Given information Start Marker

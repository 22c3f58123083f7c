//! Extensible checkpoint storage trait for custom backend implementations
//!
//! This module defines the **[`CheckpointSaver`]** trait - the core abstraction for
//! persisting dialogue session state. The trait enables downstream projects to back
//! colloquy with any storage system (PostgreSQL, SQLite, Redis, S3, etc.) while
//! keeping the scheduler agnostic of where checkpoints live.
//!
//! # Overview
//!
//! The checkpoint system provides:
//!
//! - **State Persistence** - Save and restore complete dialogue state per session
//! - **Restart Survival** - Conversations resume after process restarts
//! - **Session Isolation** - Each session key owns an independent checkpoint
//!
//! # Contract
//!
//! A checkpoint is an opaque byte payload keyed by an opaque session id. Payloads
//! are produced by a [`CheckpointCodec`](crate::CheckpointCodec); backends never
//! interpret the bytes. The scheduler reads once at the start of a turn and
//! writes once at the end, so backends only need simple get/put semantics.
//!
//! # Implementing a Custom Backend
//!
//! ```rust,no_run
//! use colloquy_checkpoint::{CheckpointSaver, Result};
//! use async_trait::async_trait;
//!
//! struct RedisCheckpointSaver {
//!     // connection pool ...
//! }
//!
//! #[async_trait]
//! impl CheckpointSaver for RedisCheckpointSaver {
//!     async fn load(&self, session_id: &str) -> Result<Option<Vec<u8>>> {
//!         // GET colloquy:checkpoint:{session_id}
//!         Ok(None)
//!     }
//!
//!     async fn save(&self, session_id: &str, data: Vec<u8>) -> Result<()> {
//!         // SET colloquy:checkpoint:{session_id} data
//!         Ok(())
//!     }
//!
//!     async fn delete(&self, session_id: &str) -> Result<()> {
//!         // DEL colloquy:checkpoint:{session_id}
//!         Ok(())
//!     }
//!
//!     async fn list_sessions(&self) -> Result<Vec<String>> {
//!         // SCAN colloquy:checkpoint:*
//!         Ok(vec![])
//!     }
//! }
//! ```
//!
//! # Thread Safety
//!
//! All implementations must be `Send + Sync`. Different sessions may be
//! checkpointed concurrently; the scheduler serializes writes *within* a session,
//! so backends never see concurrent writes for the same key.
//!
//! # See Also
//!
//! - [`InMemoryCheckpointSaver`](crate::memory::InMemoryCheckpointSaver) - Reference implementation
//! - [`FileCheckpointSaver`](crate::file::FileCheckpointSaver) - Durable filesystem backend

use crate::error::Result;
use async_trait::async_trait;

/// Core trait for implementing checkpoint storage backends
///
/// `CheckpointSaver` stores one opaque payload per session key. The scheduler
/// performs exactly one `load` and at most one `save` per processed turn, and
/// `delete` when a session is externally reset.
///
/// Implementations must be thread-safe (`Send + Sync`) to support concurrent
/// sessions.
#[async_trait]
pub trait CheckpointSaver: Send + Sync {
    /// Fetch the checkpoint payload for a session
    ///
    /// Returns `Ok(None)` when the session has no checkpoint yet (a new
    /// conversation), not an error.
    async fn load(&self, session_id: &str) -> Result<Option<Vec<u8>>>;

    /// Store the checkpoint payload for a session, replacing any previous one
    ///
    /// Write failures must propagate: the scheduler fails the turn rather than
    /// acknowledge un-persisted progress.
    async fn save(&self, session_id: &str, data: Vec<u8>) -> Result<()>;

    /// Remove a session's checkpoint
    ///
    /// Deleting a missing session is a no-op.
    async fn delete(&self, session_id: &str) -> Result<()>;

    /// Enumerate session ids that currently have a checkpoint
    async fn list_sessions(&self) -> Result<Vec<String>>;
}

Given information End Marker

> **Task goal**: State the count of lines in the data holding the word "Result", adding nothing to it.

> **Problem solution**: 10